You can build production ready AI applications in hours, not months.
You don't need a massive team.
You don't need custom models.
You just need a plug and play mindset.
It's all about plugging the right pieces together to be deploy ready.
Unfortunately, many developers feel overwhelmed by AI.
I originally thought I needed to:
Fine tune my own LLM
Manage GPU heavy cloud infra
Spend months building something useful
But it turns out that we can get result quite rapidly.
AI Abstraction Strategy
The goal is to set our minds to wrap existing models in a production-ready interface.

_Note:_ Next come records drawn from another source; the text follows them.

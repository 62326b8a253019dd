//! Swipe-driven "film roll": the neighbouring slide slides in from the edge
//! while the finger drags, then either settles into place or rolls back.

#[derive(Debug, Clone, Copy, PartialEq, Eq)]
pub enum RollPhase {
    Dragging,
    Committing,
    Reverting,
}

#[derive(Debug, Clone, Copy, PartialEq)]
pub struct FilmRoll {
    /// +1 rolls towards the next slide (finger moving left), -1 towards the previous.
    pub direction: i8,
    pub ghost_index: usize,
    /// Finger displacement while dragging.
    pub offset: f64,
    pub phase: RollPhase,
}

/// Resolved position of one image during a roll.
#[derive(Debug, Clone, Copy, PartialEq)]
pub struct RollFrame {
    pub translate_x: f64,
    pub opacity: f64,
    pub animated: bool,
}

impl FilmRoll {
    pub fn direction_for(dx: f64) -> i8 {
        if dx < 0.0 { 1 } else { -1 }
    }

    pub fn new(dx: f64, ghost_index: usize) -> Self {
        Self {
            direction: Self::direction_for(dx),
            ghost_index,
            offset: dx,
            phase: RollPhase::Dragging,
        }
    }

    fn edge(&self, width: f64) -> f64 {
        f64::from(self.direction) * width
    }

    pub fn primary_frame(&self, width: f64) -> RollFrame {
        match self.phase {
            RollPhase::Dragging => RollFrame {
                translate_x: self.offset,
                opacity: 1.0,
                animated: false,
            },
            RollPhase::Committing => RollFrame {
                translate_x: -self.edge(width),
                opacity: 1.0,
                animated: true,
            },
            RollPhase::Reverting => RollFrame {
                translate_x: 0.0,
                opacity: 1.0,
                animated: true,
            },
        }
    }

    pub fn ghost_frame(&self, width: f64) -> RollFrame {
        match self.phase {
            RollPhase::Dragging => RollFrame {
                translate_x: self.edge(width) + self.offset,
                opacity: 1.0,
                animated: false,
            },
            // already in place underneath the outgoing image
            RollPhase::Committing => RollFrame {
                translate_x: 0.0,
                opacity: 1.0,
                animated: false,
            },
            RollPhase::Reverting => RollFrame {
                translate_x: self.edge(width),
                opacity: 0.0,
                animated: true,
            },
        }
    }
}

I built an AI Sentiment API in a day using the following ingredients:
Hugging Face Transformers to leverages LLMs
FastAPI to expose it with a web-ready endpoint
Docker to containerize it and run it anywhere
I built an /analyze
endpoint that
Accepts user input
Processes it through a hugging face sentiment model
Returns a JSON output with a label and confidence score

This can easily be plugged into
Chat bots
Support systems
Dashboards
Email processors
Swapping it out
This model can be swapped out for classification, summarization, PDF parsing, etc.
The biggest take away is to start thinking about AI as a Strategy Pattern
The behavior changes, but the interface stays the consistent.
In video games we can swap out weapons but keep the same controls.
With this architecture, we can swap out models while keeping the API the same.
LLMs are becoming modular. Your role is to plug them together intelligently.